▸ Work item:
Whenever a line in the data holds the string "impl", pull that line out.

▸ Records shown:
########

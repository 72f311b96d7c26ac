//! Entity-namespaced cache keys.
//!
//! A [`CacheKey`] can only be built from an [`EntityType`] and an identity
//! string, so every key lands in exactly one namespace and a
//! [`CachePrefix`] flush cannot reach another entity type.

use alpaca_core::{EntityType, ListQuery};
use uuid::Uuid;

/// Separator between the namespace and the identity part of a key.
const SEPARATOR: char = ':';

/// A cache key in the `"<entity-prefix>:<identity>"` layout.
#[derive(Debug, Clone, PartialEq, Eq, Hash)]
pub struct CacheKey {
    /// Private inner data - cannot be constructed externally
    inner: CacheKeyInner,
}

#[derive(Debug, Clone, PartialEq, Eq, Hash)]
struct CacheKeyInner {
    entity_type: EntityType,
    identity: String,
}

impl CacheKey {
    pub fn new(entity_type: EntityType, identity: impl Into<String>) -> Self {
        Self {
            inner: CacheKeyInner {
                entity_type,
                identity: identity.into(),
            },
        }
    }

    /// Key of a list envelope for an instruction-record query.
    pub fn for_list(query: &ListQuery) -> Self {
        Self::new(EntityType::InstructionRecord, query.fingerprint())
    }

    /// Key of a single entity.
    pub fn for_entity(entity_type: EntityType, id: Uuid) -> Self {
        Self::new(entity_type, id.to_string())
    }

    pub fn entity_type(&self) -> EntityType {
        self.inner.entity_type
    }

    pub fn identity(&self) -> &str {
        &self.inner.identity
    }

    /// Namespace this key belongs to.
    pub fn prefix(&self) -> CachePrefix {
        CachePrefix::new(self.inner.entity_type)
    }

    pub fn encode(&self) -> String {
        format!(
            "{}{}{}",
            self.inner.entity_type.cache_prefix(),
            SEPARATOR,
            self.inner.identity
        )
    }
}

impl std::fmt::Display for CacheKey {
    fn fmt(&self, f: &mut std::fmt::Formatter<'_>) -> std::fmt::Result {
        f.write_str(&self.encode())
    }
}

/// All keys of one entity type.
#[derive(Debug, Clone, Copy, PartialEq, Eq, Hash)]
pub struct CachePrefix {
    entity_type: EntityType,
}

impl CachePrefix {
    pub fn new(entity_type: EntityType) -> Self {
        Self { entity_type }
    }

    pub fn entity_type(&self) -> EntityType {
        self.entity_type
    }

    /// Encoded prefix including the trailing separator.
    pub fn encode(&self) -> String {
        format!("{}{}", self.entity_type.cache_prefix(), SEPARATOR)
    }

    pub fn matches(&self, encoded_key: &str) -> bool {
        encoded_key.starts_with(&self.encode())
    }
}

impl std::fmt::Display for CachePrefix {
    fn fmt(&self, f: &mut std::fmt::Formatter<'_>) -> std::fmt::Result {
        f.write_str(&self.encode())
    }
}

########

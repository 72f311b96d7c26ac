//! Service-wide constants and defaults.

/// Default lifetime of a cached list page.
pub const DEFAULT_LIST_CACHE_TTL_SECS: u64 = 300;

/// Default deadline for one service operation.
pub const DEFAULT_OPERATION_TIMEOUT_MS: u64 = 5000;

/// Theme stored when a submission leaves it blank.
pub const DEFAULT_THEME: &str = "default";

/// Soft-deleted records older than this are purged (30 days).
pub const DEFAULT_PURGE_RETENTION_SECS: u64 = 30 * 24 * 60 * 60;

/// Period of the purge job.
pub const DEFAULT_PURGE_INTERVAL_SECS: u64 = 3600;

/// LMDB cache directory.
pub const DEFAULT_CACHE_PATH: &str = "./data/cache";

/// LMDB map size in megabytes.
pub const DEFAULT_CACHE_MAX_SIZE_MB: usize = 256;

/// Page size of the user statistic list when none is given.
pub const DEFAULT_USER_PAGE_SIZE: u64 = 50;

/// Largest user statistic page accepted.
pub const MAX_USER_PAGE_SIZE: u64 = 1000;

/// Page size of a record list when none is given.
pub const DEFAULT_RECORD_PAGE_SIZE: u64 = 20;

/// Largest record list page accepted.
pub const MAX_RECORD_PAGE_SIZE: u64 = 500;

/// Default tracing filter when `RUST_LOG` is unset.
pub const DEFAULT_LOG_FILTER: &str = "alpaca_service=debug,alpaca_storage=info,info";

########

▸ Response:
impl CacheKey {
    pub fn new(entity_type: EntityType, identity: impl Into<String>) -> Self {
impl std::fmt::Display for CacheKey {
impl CachePrefix {
impl std::fmt::Display for CachePrefix {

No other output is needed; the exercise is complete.